◆ PROMPT: Count every line in the records below that contains the string "usize". Report that number alone.

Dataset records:
-*-*-

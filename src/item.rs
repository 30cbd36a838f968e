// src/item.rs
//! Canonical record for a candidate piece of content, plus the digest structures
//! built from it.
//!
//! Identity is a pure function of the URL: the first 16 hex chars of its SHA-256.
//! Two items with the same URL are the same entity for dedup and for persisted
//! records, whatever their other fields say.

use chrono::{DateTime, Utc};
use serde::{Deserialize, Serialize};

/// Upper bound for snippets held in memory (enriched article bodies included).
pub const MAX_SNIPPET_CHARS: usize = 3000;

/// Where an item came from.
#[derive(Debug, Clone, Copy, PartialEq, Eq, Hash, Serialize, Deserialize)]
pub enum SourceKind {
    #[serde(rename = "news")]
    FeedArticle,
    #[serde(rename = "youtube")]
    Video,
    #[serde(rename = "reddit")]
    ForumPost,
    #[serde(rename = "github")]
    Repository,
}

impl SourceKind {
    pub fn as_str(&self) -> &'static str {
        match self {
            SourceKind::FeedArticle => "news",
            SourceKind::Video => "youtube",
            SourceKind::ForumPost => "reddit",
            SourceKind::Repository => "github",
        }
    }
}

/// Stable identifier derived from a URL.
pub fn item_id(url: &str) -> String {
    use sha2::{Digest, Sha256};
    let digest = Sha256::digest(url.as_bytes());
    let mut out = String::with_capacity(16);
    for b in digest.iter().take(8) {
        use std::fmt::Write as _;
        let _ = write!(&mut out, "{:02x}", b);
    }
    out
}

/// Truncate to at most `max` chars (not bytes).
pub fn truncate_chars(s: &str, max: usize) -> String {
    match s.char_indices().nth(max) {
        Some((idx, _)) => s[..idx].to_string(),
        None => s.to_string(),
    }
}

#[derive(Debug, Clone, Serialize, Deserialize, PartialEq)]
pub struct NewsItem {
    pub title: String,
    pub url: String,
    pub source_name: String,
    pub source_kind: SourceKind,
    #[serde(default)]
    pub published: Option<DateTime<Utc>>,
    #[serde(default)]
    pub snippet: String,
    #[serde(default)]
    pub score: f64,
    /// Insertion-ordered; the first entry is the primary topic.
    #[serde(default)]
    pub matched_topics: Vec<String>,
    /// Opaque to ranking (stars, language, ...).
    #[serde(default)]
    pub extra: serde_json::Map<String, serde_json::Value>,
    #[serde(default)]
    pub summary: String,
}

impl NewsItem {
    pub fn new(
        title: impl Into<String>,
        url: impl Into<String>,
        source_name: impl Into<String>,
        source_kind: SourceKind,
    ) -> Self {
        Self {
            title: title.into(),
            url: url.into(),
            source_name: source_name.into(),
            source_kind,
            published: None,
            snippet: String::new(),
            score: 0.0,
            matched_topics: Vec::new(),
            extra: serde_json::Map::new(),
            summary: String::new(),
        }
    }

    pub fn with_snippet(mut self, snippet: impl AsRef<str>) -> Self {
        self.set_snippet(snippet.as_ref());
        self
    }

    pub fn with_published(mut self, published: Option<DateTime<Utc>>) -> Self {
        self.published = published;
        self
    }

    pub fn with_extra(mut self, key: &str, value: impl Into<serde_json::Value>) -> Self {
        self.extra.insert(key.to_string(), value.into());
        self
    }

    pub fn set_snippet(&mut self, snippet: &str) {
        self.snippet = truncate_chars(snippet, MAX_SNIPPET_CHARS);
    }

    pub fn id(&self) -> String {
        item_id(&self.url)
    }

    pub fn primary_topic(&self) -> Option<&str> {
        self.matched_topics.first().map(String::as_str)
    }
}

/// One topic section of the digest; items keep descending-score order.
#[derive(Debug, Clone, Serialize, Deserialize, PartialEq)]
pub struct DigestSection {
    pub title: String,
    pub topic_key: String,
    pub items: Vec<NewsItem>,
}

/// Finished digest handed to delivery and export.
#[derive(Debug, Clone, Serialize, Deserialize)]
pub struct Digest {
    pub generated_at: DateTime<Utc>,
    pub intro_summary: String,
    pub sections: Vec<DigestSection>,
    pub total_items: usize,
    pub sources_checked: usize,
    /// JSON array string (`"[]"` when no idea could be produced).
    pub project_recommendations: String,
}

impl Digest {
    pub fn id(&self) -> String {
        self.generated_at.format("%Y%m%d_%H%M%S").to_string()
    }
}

-*-*-

◆ ANSWER BOX: 4